Wha'chu talkin' 'bout Willis?
 
jockmoron said:
iErred, iMent iWork, not iLife, iDid, uSee?

And presumably Pages instead of iWord too.

Better check that your Mac is really a Mac too just in case you've been trying to operate a hatstand for the last 6 months. 😀
 
Pages has been such a letdown. I hope the fate doesn't befall "Numbers". Apple really has to treat its customers more than children if they are to build world-class quality word processors and spreadsheets.
 
Platform said:
What about NeoOffice/J 😕

It's a start, however despite the Mac menu-bar, the application still looks like a PC app...

And it's so slllllllloooooooooow!

It's a start, though. I look forward to it's development and what happens with OO2 with interest...
 
i love that quantrix "spreadsheet" thing. just saw the demo though.
i hope apple comes up with a concept like this.
quantrix is just too expensive for private users ($249 academic) to become widespread.
it is also geared specifically towards the finance sector. that annoys me most at excel because the chart quality usually sucks for more complex scientific things. but the data sorting and autofiltering functions in excel are quite good. a typical microsoft thing: many good features but the overall concept is uninspired.

if apple goes this way for $79 then there is a way around excel (at least for many of us).

andi
 
People who absolutely need Excel should do a simple thing:

Use Limewire in Canada.

Its perfectly legal.

Not that I did this or anything.. 🙄

EDIT: I should not be used as a legal advisor, but I've had the understanding that you are not permitted to upload files on p2p networks in Canada, but you can download.
 
SchemaSoft in Apple's Numbers?

Macrumors said:
AppleInsider reports that Apple has requested a standard character mark for "Numbers" and is currently working on a spreadsheet application to possibly supplement the iWork application suite.
Apple acquired SchemaSoft last March, hmm. Does SchemaSoft = Apple's Numbers for iWork suite?
 
sacear said:
Apple acquired SchemaSoft last March, hmm.
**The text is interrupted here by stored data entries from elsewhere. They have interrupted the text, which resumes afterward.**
//! Chromium-over-CDP implementation of the browser capability.
//!
//! Launches a local Chromium with anti-automation launch flags (or
//! attaches to a remote DevTools endpoint) and binds one page per
//! session. Stealth is layered on by the caller through
//! `install_on_new_document`.

#[cfg(feature = "browser")]
use std::sync::Arc;

use async_trait::async_trait;

use crate::browser::{BrowserConfig, BrowserSession, SessionLauncher};
use crate::error::SessionError;
use crate::identity::Identity;

#[cfg(feature = "browser")]
use chromiumoxide::cdp::browser_protocol::network::SetUserAgentOverrideParams;
#[cfg(feature = "browser")]
use chromiumoxide::cdp::browser_protocol::page::{
    AddScriptToEvaluateOnNewDocumentParams, NavigateParams,
};
#[cfg(feature = "browser")]
use chromiumoxide::{Browser, BrowserConfig as LaunchConfig, Page};
#[cfg(feature = "browser")]
use futures::StreamExt;
#[cfg(feature = "browser")]
use tokio::sync::Mutex;
#[cfg(feature = "browser")]
use tracing::{debug, info, warn};

/// Chrome launch flags that reduce automation tells and keep headless
/// runs stable in containers.
#[cfg(feature = "browser")]
const LAUNCH_ARGS: &[&str] = &[
    "--disable-blink-features=AutomationControlled",
    "--disable-infobars",
    "--disable-dev-shm-usage",
    "--no-first-run",
    "--no-default-browser-check",
    "--disable-background-networking",
    "--disable-sync",
    "--disable-translate",
    "--metrics-recording-only",
    "--safebrowsing-disable-auto-update",
    "--no-sandbox",
    "--disable-gpu",
    "--disable-software-rasterizer",
];

/// Launches CDP sessions configured for an identity.
pub struct CdpLauncher {
    config: BrowserConfig,
}

impl CdpLauncher {
    pub fn new(config: BrowserConfig) -> Self {
        Self { config }
    }
}

#[cfg(feature = "browser")]
impl CdpLauncher {
    /// Common Chrome executable paths to check.
    const CHROME_PATHS: &'static [&'static str] = &[
        // Linux
        "/usr/bin/google-chrome",
        "/usr/bin/google-chrome-stable",
        "/usr/bin/chromium",
        "/usr/bin/chromium-browser",
        "/snap/bin/chromium",
        // macOS
        "/Applications/Google Chrome.app/Contents/MacOS/Google Chrome",
        "/Applications/Chromium.app/Contents/MacOS/Chromium",
        // Common install locations
        "/opt/google/chrome/google-chrome",
    ];

    fn find_chrome(&self) -> Result<std::path::PathBuf, SessionError> {
        if let Some(ref path) = self.config.chrome_path {
            return Ok(path.clone());
        }

        for path in Self::CHROME_PATHS {
            let p = std::path::Path::new(path);
            if p.exists() {
                info!("found Chrome at {}", path);
                return Ok(p.to_path_buf());
            }
        }

        for cmd in &[
            "google-chrome",
            "google-chrome-stable",
            "chromium",
            "chromium-browser",
        ] {
            if let Ok(output) = std::process::Command::new("which").arg(cmd).output() {
                if output.status.success() {
                    let path = String::from_utf8_lossy(&output.stdout).trim().to_string();
                    if !path.is_empty() {
                        info!("found Chrome in PATH: {}", path);
                        return Ok(std::path::PathBuf::from(path));
                    }
                }
            }
        }

        Err(SessionError::Launch(
            "Chrome/Chromium not found; install it or set browser.chrome_path".to_string(),
        ))
    }

    async fn launch_local(&self, identity: &Identity) -> Result<CdpSession, SessionError> {
        let chrome_path = self.find_chrome()?;

        info!("launching browser (headless={})", self.config.headless);

        let mut builder = LaunchConfig::builder().chrome_executable(chrome_path);

        // with_head means NOT headless, confusingly.
        if !self.config.headless {
            builder = builder.with_head();
        }

        for arg in LAUNCH_ARGS {
            builder = builder.arg(*arg);
        }
        for arg in identity.fingerprint.chrome_args() {
            builder = builder.arg(arg);
        }
        if let Some(ref proxy) = identity.proxy {
            builder = builder.arg(proxy.chrome_arg());
        }
        for arg in &self.config.chrome_args {
            builder = builder.arg(arg);
        }

        let launch_config = builder
            .build()
            .map_err(|e| SessionError::Launch(format!("failed to build browser config: {}", e)))?;

        let (browser, mut handler) = Browser::launch(launch_config)
            .await
            .map_err(|e| SessionError::Launch(e.to_string()))?;

        let handler_task = tokio::spawn(async move {
            while let Some(h) = handler.next().await {
                if h.is_err() {
                    break;
                }
            }
        });

        CdpSession::bind(browser, handler_task, identity).await
    }

    /// Attach to an already-running Chrome over its DevTools endpoint.
    async fn attach_remote(&self, url: &str, identity: &Identity) -> Result<CdpSession, SessionError> {
        info!("connecting to remote browser at {}", url);

        let http_url = url
            .replace("ws://", "http://")
            .replace("wss://", "https://");
        let version_url = format!("{}/json/version", http_url.trim_end_matches('/'));

        let client = reqwest::Client::new();
        let resp: serde_json::Value = client
            .get(&version_url)
            .send()
            .await
            .map_err(|e| SessionError::Launch(format!("remote browser unreachable: {}", e)))?
            .json()
            .await
            .map_err(|e| SessionError::Launch(format!("bad version info: {}", e)))?;

        let ws_url = resp
            .get("webSocketDebuggerUrl")
            .and_then(|v| v.as_str())
            .ok_or_else(|| SessionError::Launch("no webSocketDebuggerUrl in response".into()))?;

        debug!("connecting to WebSocket {}", ws_url);

        let (browser, mut handler) = Browser::connect(ws_url)
            .await
            .map_err(|e| SessionError::Launch(e.to_string()))?;

        let handler_task = tokio::spawn(async move {
            while let Some(h) = handler.next().await {
                if h.is_err() {
                    break;
                }
            }
        });

        CdpSession::bind(browser, handler_task, identity).await
    }
}

#[cfg(feature = "browser")]
#[async_trait]
impl SessionLauncher for CdpLauncher {
    async fn launch(&self, identity: &Identity) -> Result<Box<dyn BrowserSession>, SessionError> {
        let session = match self.config.remote_url {
            Some(ref url) => self.attach_remote(url, identity).await?,
            None => self.launch_local(identity).await?,
        };
        Ok(Box::new(session))
    }
}

#[cfg(not(feature = "browser"))]
#[async_trait]
impl SessionLauncher for CdpLauncher {
    async fn launch(&self, _identity: &Identity) -> Result<Box<dyn BrowserSession>, SessionError> {
        let _ = &self.config;
        Err(SessionError::Launch(
            "browser support not compiled; rebuild with --features browser".to_string(),
        ))
    }
}

/// One launched browser with a single bound page.
#[cfg(feature = "browser")]
pub struct CdpSession {
    browser: Arc<Mutex<Browser>>,
    page: Page,
    handler_task: tokio::task::JoinHandle<()>,
}

#[cfg(feature = "browser")]
impl CdpSession {
    async fn bind(
        browser: Browser,
        handler_task: tokio::task::JoinHandle<()>,
        identity: &Identity,
    ) -> Result<Self, SessionError> {
        let page = browser
            .new_page("about:blank")
            .await
            .map_err(|e| SessionError::Launch(e.to_string()))?;

        // User agent override must land before any navigation.
        page.execute(SetUserAgentOverrideParams::new(
            identity.fingerprint.user_agent.to_string(),
        ))
        .await
        .map_err(|e| SessionError::Protocol(e.to_string()))?;

        Ok(Self {
            browser: Arc::new(Mutex::new(browser)),
            page,
            handler_task,
        })
    }

    fn quoted(selector: &str) -> String {
        serde_json::to_string(selector).unwrap_or_else(|_| "\"\"".to_string())
    }
}

#[cfg(feature = "browser")]
#[async_trait]
impl BrowserSession for CdpSession {
    async fn navigate(&self, url: &str) -> Result<(), SessionError> {
        let params = NavigateParams::builder()
            .url(url)
            .build()
            .map_err(|e| SessionError::Protocol(format!("invalid url: {}", e)))?;
        self.page
            .execute(params)
            .await
            .map_err(|e| SessionError::Protocol(e.to_string()))?;
        Ok(())
    }

    async fn evaluate(&self, script: &str) -> Result<serde_json::Value, SessionError> {
        let result = self
            .page
            .evaluate(script.to_string())
            .await
            .map_err(|e| SessionError::Protocol(e.to_string()))?;
        Ok(result.value().cloned().unwrap_or(serde_json::Value::Null))
    }

    async fn current_url(&self) -> Result<String, SessionError> {
        let url = self
            .page
            .url()
            .await
            .map_err(|e| SessionError::Protocol(e.to_string()))?;
        Ok(url.map(|u| u.to_string()).unwrap_or_default())
    }

    async fn title(&self) -> Result<String, SessionError> {
        Ok(self
            .evaluate("document.title")
            .await?
            .as_str()
            .unwrap_or_default()
            .to_string())
    }

    async fn content(&self) -> Result<String, SessionError> {
        self.page
            .content()
            .await
            .map_err(|e| SessionError::Protocol(e.to_string()))
    }

    async fn query_count(&self, selector: &str) -> Result<usize, SessionError> {
        let script = format!(
            "document.querySelectorAll({}).length",
            Self::quoted(selector)
        );
        Ok(self.evaluate(&script).await?.as_u64().unwrap_or(0) as usize)
    }

    async fn click(&self, selector: &str) -> Result<(), SessionError> {
        let element = self
            .page
            .find_element(selector)
            .await
            .map_err(|e| SessionError::Protocol(e.to_string()))?;
        element
            .click()
            .await
            .map_err(|e| SessionError::Protocol(e.to_string()))?;
        Ok(())
    }

    async fn attribute(
        &self,
        selector: &str,
        name: &str,
    ) -> Result<Option<String>, SessionError> {
        let script = format!(
            "(() => {{ const el = document.querySelector({}); return el ? el.getAttribute({}) : null; }})()",
            Self::quoted(selector),
            Self::quoted(name)
        );
        Ok(self
            .evaluate(&script)
            .await?
            .as_str()
            .map(|s| s.to_string()))
    }

    async fn install_on_new_document(&self, script: &str) -> Result<(), SessionError> {
        let params = AddScriptToEvaluateOnNewDocumentParams::builder()
            .source(script)
            .build()
            .map_err(|e| SessionError::Protocol(e.to_string()))?;
        self.page
            .execute(params)
            .await
            .map_err(|e| SessionError::Protocol(e.to_string()))?;
        Ok(())
    }

    async fn close(&self) -> Result<(), SessionError> {
        let mut browser = self.browser.lock().await;
        if let Err(e) = browser.close().await {
            warn!("browser close failed: {}", e);
        }
        self.handler_task.abort();
        Ok(())
    }
}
Does SchemaSoft = Apple's Numbers for iWork suite?
They didn't offer much in the way of spreadsheet-specific libraries, but more than enough file conversion technology to make Dataviz nervous.
 
SchemaSoft file conversion in iWork suite?

iMeowbot said:
They didn't offer much in the way of spreadsheet-specific libraries, but more than enough file conversion technology to make Dataviz nervous.
Thanks, iMeowbot. That's what I was wondering. So SchemaSoft's product was similar to Dataviz's product then (file conversion)? Well, for a long time, Dataviz conversion was a large part of AppleWorks/ClarisWorks. So maybe the SchemaSoft product is something that is coming for the iWork suite.
 
WildCowboy said:
It's about time...I won't even consider iWork until they have a spreadsheet application.
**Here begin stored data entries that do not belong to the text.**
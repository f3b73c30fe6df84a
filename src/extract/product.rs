//! Product-level extractors: title, price, about-this-item bullets.

use scraper::{Html, Selector};

fn selector(css: &str) -> Selector {
    Selector::parse(css).expect("static selector is valid")
}

/// Product title from `<span id="productTitle">`.
pub fn product_title(doc: &Html) -> Option<String> {
    let sel = selector("span#productTitle");
    doc.select(&sel).next().map(collect_text)
}

/// Price from `<span class="a-price-whole">`, with the trailing dot
/// some listings append stripped off.
pub fn price(doc: &Html) -> Option<String> {
    let sel = selector("span.a-price-whole");
    doc.select(&sel)
        .next()
        .map(|el| collect_text(el).trim_end_matches('.').to_string())
}

/// The "About this item" bullet points.
///
/// Tries the feature-bullets container first, then the bare
/// unordered-list class some layouts use instead.
pub fn about_items(doc: &Html) -> Vec<String> {
    let containers = [
        "div#feature-bullets ul li span.a-list-item",
        "ul.a-unordered-list.a-vertical.a-spacing-small li span.a-list-item",
    ];

    for css in containers {
        let sel = selector(css);
        let bullets: Vec<String> = doc
            .select(&sel)
            .map(collect_text)
            .filter(|t| !t.is_empty())
            .collect();
        if !bullets.is_empty() {
            return bullets;
        }
    }

    Vec::new()
}

pub(crate) fn collect_text(element: scraper::ElementRef<'_>) -> String {
    element.text().collect::<String>().trim().to_string()
}

#[cfg(test)]
mod tests {
    use super::*;

    const PRODUCT_HTML: &str = r#"
        <html><body>
            <span id="productTitle">  Acme Anvil, 50kg  </span>
            <span class="a-price-whole">1,299.</span>
            <div id="feature-bullets">
                <ul>
                    <li><span class="a-list-item">Drop forged steel</span></li>
                    <li><span class="a-list-item">Flat working face</span></li>
                    <li><span class="a-list-item"> </span></li>
                </ul>
            </div>
        </body></html>
    "#;

    #[test]
    fn extracts_title_trimmed() {
        let doc = Html::parse_document(PRODUCT_HTML);
        assert_eq!(product_title(&doc).as_deref(), Some("Acme Anvil, 50kg"));
    }

    #[test]
    fn extracts_price_without_trailing_dot() {
        let doc = Html::parse_document(PRODUCT_HTML);
        assert_eq!(price(&doc).as_deref(), Some("1,299"));
    }

    #[test]
    fn extracts_bullets_skipping_empties() {
        let doc = Html::parse_document(PRODUCT_HTML);
        let bullets = about_items(&doc);
        assert_eq!(bullets, vec!["Drop forged steel", "Flat working face"]);
    }

    #[test]
    fn falls_back_to_bare_list_class() {
        let html = r#"
            <ul class="a-unordered-list a-vertical a-spacing-small">
                <li><span class="a-list-item">Only bullet</span></li>
            </ul>
        "#;
        let doc = Html::parse_document(html);
        assert_eq!(about_items(&doc), vec!["Only bullet"]);
    }

    #[test]
    fn missing_fields_yield_none() {
        let doc = Html::parse_document("<html><body></body></html>");
        assert!(product_title(&doc).is_none());
        assert!(price(&doc).is_none());
        assert!(about_items(&doc).is_empty());
    }
}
I got it thinking there would be.... but I guess you should never assume.
I use keynotes more than anything... so I would have bought it either way.
 
sacear said:
Thanks, iMeowbot. That's what I was wondering. So SchemaSoft's product was similar to Dataviz's product then (file conversion)? Well, for a long time, Dataviz conversion was a large part of AppleWorks/ClarisWorks. So maybe the SchemaSoft product is something that is coming for the iWork suite.
Yeah, Apple already had most of what a spreadsheet needs built into Cocoa, but all this stuff looks like fun.
 
mkaake said:
I always thought the problem was that people thought Pages was targetted at Word... and then were a little dissapointed. It's really great when used for it's intended purpose, but a Word killer, it is not (and is not intended to be).

Personally I like Pages, and use it instead of Word since i got iWork 🙂

Macrumors said:


AppleInsider reports that Apple has requested a standard character mark for "Numbers" and is currently working on a spreadsheet application to possibly supplement the iWork application suite.
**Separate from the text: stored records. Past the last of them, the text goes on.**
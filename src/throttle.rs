//! Adaptive pacing between navigation actions.
//!
//! Delays are randomized within a configured band and scaled by a backoff
//! multiplier that grows with sustained bursts and with errors, keyed to
//! why the failure happened. Successes decay the multiplier back toward
//! 1.0 so long legitimate sessions recover from transient hiccups.

use std::time::Duration;

use rand::Rng;
use tokio::time::Instant;
use tracing::{debug, info, warn};

/// Why an action failed, for backoff purposes.
#[derive(Debug, Clone, Copy, PartialEq, Eq)]
pub enum ThrottleErrorKind {
    /// Explicit rate limiting detected.
    RateLimit,
    /// Session-level block.
    Block,
    /// Anything else; upstream retry logic reacts, pacing does not.
    Generic,
}

#[derive(Debug, Clone)]
pub struct ThrottleConfig {
    pub min_delay: Duration,
    pub max_delay: Duration,
    /// Every this-many `wait` calls, the multiplier steps up.
    pub burst_threshold: u32,
}

impl Default for ThrottleConfig {
    fn default() -> Self {
        Self {
            min_delay: Duration::from_secs(2),
            max_delay: Duration::from_secs(5),
            burst_threshold: 10,
        }
    }
}

const BURST_STEP: f64 = 1.5;
const BURST_CAP: f64 = 3.0;
const RATE_LIMIT_STEP: f64 = 2.0;
const RATE_LIMIT_CAP: f64 = 5.0;
const BLOCK_STEP: f64 = 3.0;
const BLOCK_CAP: f64 = 10.0;
const RECOVERY_STEP: f64 = 0.9;

/// Paces one logical flow of outbound actions.
#[derive(Debug)]
pub struct Throttle {
    config: ThrottleConfig,
    request_count: u64,
    last_request: Option<Instant>,
    multiplier: f64,
}

impl Throttle {
    pub fn new(config: ThrottleConfig) -> Self {
        Self {
            config,
            request_count: 0,
            last_request: None,
            multiplier: 1.0,
        }
    }

    /// Current backoff multiplier (1.0 when unthrottled).
    pub fn multiplier(&self) -> f64 {
        self.multiplier
    }

    /// Block until enough time has passed since the previous call.
    ///
    /// The randomized delay only tops up whatever has already elapsed;
    /// if the caller was slow on its own, no extra sleep happens.
    pub async fn wait(&mut self) {
        self.request_count += 1;

        if self.config.burst_threshold > 0
            && self.request_count % self.config.burst_threshold as u64 == 0
        {
            self.multiplier = (self.multiplier * BURST_STEP).min(BURST_CAP);
            info!(
                "burst threshold reached, increasing delay (multiplier {:.1}x)",
                self.multiplier
            );
        }

        let base = rand::rng().random_range(
            self.config.min_delay.as_secs_f64()..=self.config.max_delay.as_secs_f64(),
        );
        let target = Duration::from_secs_f64(base * self.multiplier);

        // The first action has nothing to pace against.
        if let Some(last) = self.last_request {
            let elapsed = last.elapsed();
            if elapsed < target {
                let sleep_for = target - elapsed;
                debug!("throttling: waiting {:.1}s", sleep_for.as_secs_f64());
                tokio::time::sleep(sleep_for).await;
            }
        }

        self.last_request = Some(Instant::now());
    }

    /// A successful action decays the multiplier toward the 1.0 floor.
    pub fn report_success(&mut self) {
        if self.multiplier > 1.0 {
            self.multiplier = (self.multiplier * RECOVERY_STEP).max(1.0);
        }
    }

    /// A failed action raises the multiplier according to its kind.
    pub fn report_error(&mut self, kind: ThrottleErrorKind) {
        match kind {
            ThrottleErrorKind::RateLimit => {
                self.multiplier = (self.multiplier * RATE_LIMIT_STEP).min(RATE_LIMIT_CAP);
                warn!(
                    "rate limit reported, backing off (multiplier {:.1}x)",
                    self.multiplier
                );
            }
            ThrottleErrorKind::Block => {
                self.multiplier = (self.multiplier * BLOCK_STEP).min(BLOCK_CAP);
                warn!(
                    "block reported, major backoff (multiplier {:.1}x)",
                    self.multiplier
                );
            }
            ThrottleErrorKind::Generic => {}
        }
    }

    /// Reset counters and pacing to the initial state.
    pub fn reset(&mut self) {
        self.request_count = 0;
        self.multiplier = 1.0;
        self.last_request = None;
    }
}

impl Default for Throttle {
    fn default() -> Self {
        Self::new(ThrottleConfig::default())
    }
}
Sales of the iWork suite dropped significantly after release, with analysts believeing that the problem (among others) was the lack of a spreadsheet element.

Though I don't use spreadsheet apps, it would be interesting to see that "Numbers"
 
If this spreadsheet application sees the light of day, I'm going to cringe at version 1.0. MS might be monopolistic and all, but their Excel program is really top-notch.